Problem
Copy each line of the data below in which the word "process" can be found.

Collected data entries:

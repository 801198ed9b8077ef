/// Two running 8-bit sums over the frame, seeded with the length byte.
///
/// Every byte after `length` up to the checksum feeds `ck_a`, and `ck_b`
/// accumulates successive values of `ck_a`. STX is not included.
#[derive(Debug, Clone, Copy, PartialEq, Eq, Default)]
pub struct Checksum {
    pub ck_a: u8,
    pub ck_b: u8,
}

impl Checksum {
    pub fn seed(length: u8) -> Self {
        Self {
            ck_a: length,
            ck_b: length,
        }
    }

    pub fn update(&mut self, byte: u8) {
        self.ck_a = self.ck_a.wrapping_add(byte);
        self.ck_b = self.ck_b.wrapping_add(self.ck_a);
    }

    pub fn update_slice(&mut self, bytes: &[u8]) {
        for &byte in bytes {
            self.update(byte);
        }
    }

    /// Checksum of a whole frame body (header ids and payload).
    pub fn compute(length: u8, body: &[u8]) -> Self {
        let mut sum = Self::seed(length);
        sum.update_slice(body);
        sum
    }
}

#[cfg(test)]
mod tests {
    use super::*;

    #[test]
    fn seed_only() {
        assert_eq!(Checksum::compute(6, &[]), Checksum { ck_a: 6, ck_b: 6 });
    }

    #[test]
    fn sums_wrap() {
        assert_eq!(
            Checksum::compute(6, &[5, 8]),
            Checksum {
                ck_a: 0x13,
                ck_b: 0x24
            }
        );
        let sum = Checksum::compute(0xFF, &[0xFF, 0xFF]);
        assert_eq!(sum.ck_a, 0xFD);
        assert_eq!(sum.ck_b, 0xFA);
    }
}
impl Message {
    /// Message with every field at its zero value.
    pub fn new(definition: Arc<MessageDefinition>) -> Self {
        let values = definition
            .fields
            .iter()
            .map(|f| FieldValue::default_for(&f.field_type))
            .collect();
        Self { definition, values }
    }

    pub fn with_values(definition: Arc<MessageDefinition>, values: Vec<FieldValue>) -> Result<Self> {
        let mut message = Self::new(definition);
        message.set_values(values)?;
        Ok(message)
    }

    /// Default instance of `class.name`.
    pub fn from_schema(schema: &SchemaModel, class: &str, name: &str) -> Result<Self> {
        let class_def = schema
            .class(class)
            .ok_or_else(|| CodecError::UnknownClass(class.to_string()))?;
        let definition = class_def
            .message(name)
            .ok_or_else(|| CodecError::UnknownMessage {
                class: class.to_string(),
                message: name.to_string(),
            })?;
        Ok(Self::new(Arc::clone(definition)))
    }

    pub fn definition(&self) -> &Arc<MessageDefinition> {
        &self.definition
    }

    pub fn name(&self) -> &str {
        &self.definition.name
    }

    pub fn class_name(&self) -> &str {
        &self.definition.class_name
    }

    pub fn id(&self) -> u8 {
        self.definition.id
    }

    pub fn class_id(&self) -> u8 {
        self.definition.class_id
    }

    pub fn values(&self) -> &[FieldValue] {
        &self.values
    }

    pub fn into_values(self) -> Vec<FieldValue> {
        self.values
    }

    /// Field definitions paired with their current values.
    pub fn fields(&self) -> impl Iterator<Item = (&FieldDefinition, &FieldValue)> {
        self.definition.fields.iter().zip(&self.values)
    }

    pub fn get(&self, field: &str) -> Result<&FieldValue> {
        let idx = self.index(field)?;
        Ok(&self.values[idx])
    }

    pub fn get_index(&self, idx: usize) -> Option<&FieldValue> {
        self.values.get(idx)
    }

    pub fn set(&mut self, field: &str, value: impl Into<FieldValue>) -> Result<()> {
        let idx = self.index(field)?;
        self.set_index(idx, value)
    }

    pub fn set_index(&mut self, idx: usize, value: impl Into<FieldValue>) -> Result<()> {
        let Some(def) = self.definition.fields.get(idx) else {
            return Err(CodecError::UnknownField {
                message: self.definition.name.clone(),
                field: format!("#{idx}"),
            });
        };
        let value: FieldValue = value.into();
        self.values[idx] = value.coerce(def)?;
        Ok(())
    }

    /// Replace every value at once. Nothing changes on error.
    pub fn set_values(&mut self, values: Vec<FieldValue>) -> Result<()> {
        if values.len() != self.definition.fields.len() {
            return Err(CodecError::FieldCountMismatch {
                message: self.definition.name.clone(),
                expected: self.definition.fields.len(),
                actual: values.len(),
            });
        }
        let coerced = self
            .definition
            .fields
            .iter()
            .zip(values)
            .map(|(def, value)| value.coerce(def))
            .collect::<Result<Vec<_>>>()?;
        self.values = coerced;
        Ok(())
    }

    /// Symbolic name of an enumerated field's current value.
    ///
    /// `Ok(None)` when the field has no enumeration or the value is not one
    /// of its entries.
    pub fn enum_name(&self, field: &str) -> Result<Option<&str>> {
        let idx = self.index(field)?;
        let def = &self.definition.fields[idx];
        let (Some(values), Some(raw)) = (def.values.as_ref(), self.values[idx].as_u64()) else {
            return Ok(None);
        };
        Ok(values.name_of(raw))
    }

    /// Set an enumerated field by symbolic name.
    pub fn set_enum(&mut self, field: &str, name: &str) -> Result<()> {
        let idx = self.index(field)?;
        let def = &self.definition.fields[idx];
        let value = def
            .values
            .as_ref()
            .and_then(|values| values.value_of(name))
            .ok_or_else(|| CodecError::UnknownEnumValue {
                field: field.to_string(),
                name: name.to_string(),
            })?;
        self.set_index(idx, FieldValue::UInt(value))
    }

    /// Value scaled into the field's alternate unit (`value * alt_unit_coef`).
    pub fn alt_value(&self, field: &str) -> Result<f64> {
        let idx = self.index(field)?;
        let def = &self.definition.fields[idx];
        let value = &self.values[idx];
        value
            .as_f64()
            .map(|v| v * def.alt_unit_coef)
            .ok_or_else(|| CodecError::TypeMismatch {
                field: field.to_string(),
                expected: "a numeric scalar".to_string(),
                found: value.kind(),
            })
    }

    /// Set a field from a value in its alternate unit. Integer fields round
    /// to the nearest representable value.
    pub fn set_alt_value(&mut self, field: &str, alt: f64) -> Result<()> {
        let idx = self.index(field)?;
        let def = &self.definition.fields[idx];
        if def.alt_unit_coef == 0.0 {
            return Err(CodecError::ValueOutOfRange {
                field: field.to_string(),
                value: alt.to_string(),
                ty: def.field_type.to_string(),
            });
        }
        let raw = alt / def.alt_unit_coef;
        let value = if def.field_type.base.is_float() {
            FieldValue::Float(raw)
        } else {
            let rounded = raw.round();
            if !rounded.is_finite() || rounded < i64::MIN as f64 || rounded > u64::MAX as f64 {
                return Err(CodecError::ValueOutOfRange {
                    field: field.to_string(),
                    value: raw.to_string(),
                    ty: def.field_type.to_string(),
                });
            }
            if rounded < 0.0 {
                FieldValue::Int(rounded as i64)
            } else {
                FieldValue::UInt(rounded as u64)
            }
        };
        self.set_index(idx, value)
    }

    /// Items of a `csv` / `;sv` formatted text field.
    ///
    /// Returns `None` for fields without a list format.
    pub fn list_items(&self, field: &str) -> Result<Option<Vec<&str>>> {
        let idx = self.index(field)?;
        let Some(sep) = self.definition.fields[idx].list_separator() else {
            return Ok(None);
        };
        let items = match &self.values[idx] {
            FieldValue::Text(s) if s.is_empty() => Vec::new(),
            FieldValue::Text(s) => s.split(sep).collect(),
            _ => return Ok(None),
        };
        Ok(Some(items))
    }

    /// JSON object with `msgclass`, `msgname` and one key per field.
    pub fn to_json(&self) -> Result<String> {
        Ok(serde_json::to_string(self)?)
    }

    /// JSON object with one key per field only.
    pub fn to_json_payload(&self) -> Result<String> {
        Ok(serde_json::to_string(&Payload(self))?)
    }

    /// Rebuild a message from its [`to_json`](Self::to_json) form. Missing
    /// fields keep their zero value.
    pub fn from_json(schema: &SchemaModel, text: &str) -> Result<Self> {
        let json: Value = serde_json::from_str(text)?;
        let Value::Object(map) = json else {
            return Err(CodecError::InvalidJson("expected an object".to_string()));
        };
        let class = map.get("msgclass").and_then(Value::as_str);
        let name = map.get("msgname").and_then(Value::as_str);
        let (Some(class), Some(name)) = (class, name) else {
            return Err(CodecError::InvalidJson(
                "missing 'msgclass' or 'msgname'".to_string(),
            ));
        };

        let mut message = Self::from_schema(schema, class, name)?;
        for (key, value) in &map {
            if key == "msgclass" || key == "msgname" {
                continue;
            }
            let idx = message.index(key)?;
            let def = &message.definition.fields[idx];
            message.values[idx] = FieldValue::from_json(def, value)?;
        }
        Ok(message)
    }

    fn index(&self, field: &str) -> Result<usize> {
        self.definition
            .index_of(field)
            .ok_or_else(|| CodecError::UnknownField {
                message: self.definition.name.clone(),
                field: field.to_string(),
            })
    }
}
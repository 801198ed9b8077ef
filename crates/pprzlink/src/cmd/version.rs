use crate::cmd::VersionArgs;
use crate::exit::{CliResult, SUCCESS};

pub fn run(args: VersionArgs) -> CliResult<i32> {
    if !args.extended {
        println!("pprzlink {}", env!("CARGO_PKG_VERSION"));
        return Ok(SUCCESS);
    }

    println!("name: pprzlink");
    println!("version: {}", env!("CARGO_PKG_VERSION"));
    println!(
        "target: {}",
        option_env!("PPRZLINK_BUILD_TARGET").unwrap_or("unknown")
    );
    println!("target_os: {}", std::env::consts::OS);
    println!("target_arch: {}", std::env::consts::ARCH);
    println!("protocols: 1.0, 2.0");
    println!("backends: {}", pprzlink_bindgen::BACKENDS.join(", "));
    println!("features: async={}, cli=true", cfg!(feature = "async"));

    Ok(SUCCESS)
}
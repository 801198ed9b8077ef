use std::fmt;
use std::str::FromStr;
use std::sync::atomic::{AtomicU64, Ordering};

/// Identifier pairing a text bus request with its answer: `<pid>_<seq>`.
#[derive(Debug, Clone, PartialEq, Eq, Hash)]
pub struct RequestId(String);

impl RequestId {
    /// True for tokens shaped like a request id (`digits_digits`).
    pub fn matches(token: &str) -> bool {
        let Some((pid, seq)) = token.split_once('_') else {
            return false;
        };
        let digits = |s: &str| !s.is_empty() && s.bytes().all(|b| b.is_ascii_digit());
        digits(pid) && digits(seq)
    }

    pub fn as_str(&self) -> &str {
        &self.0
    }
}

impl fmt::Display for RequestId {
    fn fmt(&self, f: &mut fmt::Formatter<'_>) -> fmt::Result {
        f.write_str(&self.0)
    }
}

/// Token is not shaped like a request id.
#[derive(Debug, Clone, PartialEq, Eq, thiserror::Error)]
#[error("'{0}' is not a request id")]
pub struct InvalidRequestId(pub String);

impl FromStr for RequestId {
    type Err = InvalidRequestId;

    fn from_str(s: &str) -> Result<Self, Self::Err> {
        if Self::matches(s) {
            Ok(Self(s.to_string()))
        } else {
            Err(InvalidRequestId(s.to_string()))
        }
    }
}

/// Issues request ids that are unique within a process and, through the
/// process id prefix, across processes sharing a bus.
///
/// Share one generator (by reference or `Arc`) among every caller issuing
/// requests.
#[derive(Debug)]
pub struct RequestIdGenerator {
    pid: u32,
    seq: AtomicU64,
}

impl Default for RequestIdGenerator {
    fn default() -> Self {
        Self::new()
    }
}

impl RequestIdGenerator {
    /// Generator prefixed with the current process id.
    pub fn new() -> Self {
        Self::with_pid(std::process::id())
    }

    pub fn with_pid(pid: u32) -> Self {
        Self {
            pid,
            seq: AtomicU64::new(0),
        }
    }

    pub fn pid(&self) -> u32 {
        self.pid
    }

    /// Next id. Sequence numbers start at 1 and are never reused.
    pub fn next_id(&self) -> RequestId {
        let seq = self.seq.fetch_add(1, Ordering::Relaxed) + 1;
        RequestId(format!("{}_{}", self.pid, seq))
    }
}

* * *

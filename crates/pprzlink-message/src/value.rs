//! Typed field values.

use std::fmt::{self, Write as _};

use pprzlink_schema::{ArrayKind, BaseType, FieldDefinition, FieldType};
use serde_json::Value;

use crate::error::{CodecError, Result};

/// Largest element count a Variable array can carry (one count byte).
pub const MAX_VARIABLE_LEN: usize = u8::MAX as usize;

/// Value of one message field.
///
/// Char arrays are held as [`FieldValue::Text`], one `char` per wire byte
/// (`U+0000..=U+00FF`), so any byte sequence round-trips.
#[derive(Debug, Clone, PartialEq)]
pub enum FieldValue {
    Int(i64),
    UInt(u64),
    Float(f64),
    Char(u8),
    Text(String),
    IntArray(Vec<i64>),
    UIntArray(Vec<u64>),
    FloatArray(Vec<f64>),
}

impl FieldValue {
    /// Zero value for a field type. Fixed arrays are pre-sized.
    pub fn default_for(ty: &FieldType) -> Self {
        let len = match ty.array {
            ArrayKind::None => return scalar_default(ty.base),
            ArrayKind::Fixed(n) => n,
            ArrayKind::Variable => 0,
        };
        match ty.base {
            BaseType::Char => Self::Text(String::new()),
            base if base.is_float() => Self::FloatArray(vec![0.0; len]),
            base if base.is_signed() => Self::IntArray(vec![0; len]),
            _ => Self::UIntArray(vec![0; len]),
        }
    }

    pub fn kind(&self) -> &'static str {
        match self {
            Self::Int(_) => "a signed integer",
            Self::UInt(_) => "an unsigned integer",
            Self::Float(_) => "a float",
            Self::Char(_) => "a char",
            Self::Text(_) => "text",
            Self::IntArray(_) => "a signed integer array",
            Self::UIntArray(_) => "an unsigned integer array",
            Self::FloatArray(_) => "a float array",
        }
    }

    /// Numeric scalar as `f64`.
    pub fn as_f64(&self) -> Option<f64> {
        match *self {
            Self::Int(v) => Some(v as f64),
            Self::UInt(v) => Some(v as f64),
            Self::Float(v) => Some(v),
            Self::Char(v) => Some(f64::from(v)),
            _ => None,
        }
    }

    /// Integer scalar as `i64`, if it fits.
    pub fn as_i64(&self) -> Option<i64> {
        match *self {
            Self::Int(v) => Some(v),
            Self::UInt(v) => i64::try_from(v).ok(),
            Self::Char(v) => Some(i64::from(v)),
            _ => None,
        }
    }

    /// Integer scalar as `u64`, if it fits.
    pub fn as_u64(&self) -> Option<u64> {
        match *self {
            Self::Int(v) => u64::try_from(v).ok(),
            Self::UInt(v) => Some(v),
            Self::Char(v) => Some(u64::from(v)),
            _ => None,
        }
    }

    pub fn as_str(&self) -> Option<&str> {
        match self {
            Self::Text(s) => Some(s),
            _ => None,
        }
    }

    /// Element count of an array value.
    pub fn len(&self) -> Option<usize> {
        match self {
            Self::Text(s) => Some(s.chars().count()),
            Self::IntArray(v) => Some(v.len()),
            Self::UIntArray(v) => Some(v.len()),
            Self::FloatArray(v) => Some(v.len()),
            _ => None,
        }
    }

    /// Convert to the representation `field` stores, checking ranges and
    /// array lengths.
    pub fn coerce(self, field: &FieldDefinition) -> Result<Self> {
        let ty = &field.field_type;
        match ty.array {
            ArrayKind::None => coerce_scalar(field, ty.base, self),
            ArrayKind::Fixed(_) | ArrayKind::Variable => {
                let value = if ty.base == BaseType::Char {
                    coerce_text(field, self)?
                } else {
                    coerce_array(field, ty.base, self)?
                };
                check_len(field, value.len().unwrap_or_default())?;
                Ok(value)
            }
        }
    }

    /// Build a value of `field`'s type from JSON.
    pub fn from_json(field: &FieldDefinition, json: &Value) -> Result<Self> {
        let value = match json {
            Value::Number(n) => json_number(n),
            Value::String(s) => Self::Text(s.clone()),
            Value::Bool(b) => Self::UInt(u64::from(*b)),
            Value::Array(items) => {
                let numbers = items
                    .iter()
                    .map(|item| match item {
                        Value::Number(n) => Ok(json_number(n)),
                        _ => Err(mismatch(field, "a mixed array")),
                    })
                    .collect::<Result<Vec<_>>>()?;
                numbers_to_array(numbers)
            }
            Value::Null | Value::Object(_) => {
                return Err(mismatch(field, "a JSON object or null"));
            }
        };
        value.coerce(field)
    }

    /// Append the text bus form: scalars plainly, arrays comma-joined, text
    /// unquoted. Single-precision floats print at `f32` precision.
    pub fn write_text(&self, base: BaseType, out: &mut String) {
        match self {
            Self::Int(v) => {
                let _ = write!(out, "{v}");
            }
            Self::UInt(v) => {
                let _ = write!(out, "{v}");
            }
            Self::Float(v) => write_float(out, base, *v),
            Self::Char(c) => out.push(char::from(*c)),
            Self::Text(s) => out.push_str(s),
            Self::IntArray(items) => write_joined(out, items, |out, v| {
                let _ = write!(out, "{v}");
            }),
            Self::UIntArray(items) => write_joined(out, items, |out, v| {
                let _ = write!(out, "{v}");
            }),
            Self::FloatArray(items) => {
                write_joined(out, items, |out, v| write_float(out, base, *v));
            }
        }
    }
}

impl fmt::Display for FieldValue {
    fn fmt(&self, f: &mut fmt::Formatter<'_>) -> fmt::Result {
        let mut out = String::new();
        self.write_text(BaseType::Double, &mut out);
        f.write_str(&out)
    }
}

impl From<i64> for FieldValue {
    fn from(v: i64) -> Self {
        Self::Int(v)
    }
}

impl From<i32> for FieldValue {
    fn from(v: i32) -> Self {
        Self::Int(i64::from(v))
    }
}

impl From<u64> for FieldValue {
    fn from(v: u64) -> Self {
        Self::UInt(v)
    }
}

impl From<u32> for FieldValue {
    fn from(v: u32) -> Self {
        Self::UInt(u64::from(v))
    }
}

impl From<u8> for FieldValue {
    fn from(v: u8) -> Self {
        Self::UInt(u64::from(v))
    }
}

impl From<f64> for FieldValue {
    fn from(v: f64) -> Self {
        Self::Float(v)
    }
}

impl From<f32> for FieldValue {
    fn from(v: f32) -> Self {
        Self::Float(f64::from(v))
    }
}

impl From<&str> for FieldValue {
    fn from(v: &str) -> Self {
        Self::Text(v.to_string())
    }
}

Worked solution
/// Issues request ids that are unique within a process and, through the
/// process id prefix, across processes sharing a bus.
    /// Generator prefixed with the current process id.
        Self::with_pid(std::process::id())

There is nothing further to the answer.